Document Type

Article

Publication Date

2008

Publication Information

43 Wake Forest L. Rev. 533 (2008)

Abstract

This Article compares two sets of contracts that are structurally and contextually similar. They originate in two quite different fields, however: the commercial arena and the family. The contracts come from two separate empirical investigations. The first investigation studied 131 telecommunication interconnection agreements made between SBC Communications, Inc. ("SBC") and various local phone companies in Michigan beginning in 1998. The second investigation involved 141 divorce cases granted in 1998 in Johnson County, Iowa, all of which involved children, and 130 of which involved contracts, or "stipulations" as they are called locally. Though each empirical project has been described separately elsewhere, this Article will consider them together.

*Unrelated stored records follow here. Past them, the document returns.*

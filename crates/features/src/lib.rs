//! # vigil-features
//!
//! Turns ordered OHLCV candle sequences into fixed-width numeric feature
//! vectors and normalizes them into the [0, 1] range the autoencoder
//! consumes.
//!
//! The pipeline is a pair of pure transformations:
//! `&[Candle]` → [`build_features`] → `Vec<FeatureVector>` →
//! [`MinMaxStats::fit`] + [`MinMaxStats::transform_matrix`] → normalized
//! matrix. No state is retained between calls beyond the fitted
//! [`MinMaxStats`], which must be treated as read-only after fitting so
//! inference-time values stay comparable to training-time values.

pub mod engineer;
pub mod normalize;
pub mod vector;

pub use engineer::build_features;
pub use normalize::MinMaxStats;
pub use vector::{feature_matrix, FeatureArray, FeatureVector};

/// Feature pipeline input errors.
///
/// These abort the triggering operation immediately; no partial output is
/// produced. Numeric edge cases (zero denominators, degenerate ranges) are
/// *not* errors — they resolve to documented defaults locally.
#[derive(Debug, thiserror::Error)]
pub enum FeatureError {
    /// An empty candle sequence was passed to feature derivation.
    #[error("candle sequence is empty")]
    EmptyCandles,
    /// An empty feature matrix was passed to normalization fitting.
    #[error("feature matrix is empty")]
    EmptyMatrix,
}
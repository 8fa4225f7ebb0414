//! Logging and tracing initialization for the Vigil platform.
//!
//! Provides [`init_tracing`] to configure structured logging with two modes:
//! - **JSON mode** (`json = true`): machine-readable output with millisecond
//!   timestamps, suitable for log aggregation.
//! - **Pretty mode** (`json = false`): human-readable colored output for
//!   local development.
//!
//! Both modes respect the `RUST_LOG` environment variable for filtering
//! (e.g., `RUST_LOG=vigil_model=debug,vigil_detect=trace`).

use std::fmt;

use tracing_subscriber::fmt::format::FmtSpan;
use tracing_subscriber::layer::SubscriberExt;
use tracing_subscriber::util::SubscriberInitExt;
use tracing_subscriber::EnvFilter;

/// Initialize the global tracing subscriber.
///
/// # Arguments
///
/// * `json` - When `true`, emit structured JSON logs with millisecond
///   timestamps. When `false`, emit pretty-printed logs with ANSI colors.
///
/// # Panics
///
/// Panics if the global subscriber has already been set.
pub fn init_tracing(json: bool) {
    let env_filter =
        EnvFilter::try_from_default_env().unwrap_or_else(|_| EnvFilter::new("info"));

    let registry = tracing_subscriber::registry().with(env_filter);

    if json {
        let json_layer = tracing_subscriber::fmt::layer()
            .json()
            .with_timer(MillisecondTimer)
            .with_target(true)
            .with_span_events(FmtSpan::CLOSE);

        registry.with(json_layer).init();
    } else {
        let pretty_layer = tracing_subscriber::fmt::layer()
            .pretty()
            .with_target(true)
            .with_span_events(FmtSpan::CLOSE);

        registry.with(pretty_layer).init();
    }
}

/// Custom timer that emits millisecond-precision UTC timestamps for JSON logs.
#[derive(Debug, Clone)]
struct MillisecondTimer;

impl tracing_subscriber::fmt::time::FormatTime for MillisecondTimer {
    fn format_time(&self, w: &mut tracing_subscriber::fmt::format::Writer<'_>) -> fmt::Result {
        let now = chrono::Utc::now();
        write!(w, "{}", now.format("%Y-%m-%dT%H:%M:%S%.3fZ"))
    }
}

What happens if a contract is not launched with rose-colored expectations, but rather because one has to? This is the problem faced by incumbent and competing local phone companies who need to negotiate contracts under the Telecommunications Act of 1996. It is also the problem that divorcing couples face when they negotiate separation agreements. When the law forces parties to contract over an extended period and they are not both willing entrants into the new or reconfigured relationship, what characterizes the contracts? What makes some contracts successful?

The punch line of this Article is that the two sets of agreements are similar enough-and produce similar enough results-to be studied together. There is much we can learn about how to write long-term contracts when we see how clauses operate similarly and successfully-in two such different areas. However, skeptics are right when they decry attempts to draw perfect analogies between corporate affairs and marriages. In particular, the role of fault in dissolving marital partnerships overwhelmed other considerations that might have produced more successful contracts. It remains to be seen whether it is the prior bad relationship (leading to the fault) that is responsible or just the emotional nature of these marital dissolutions.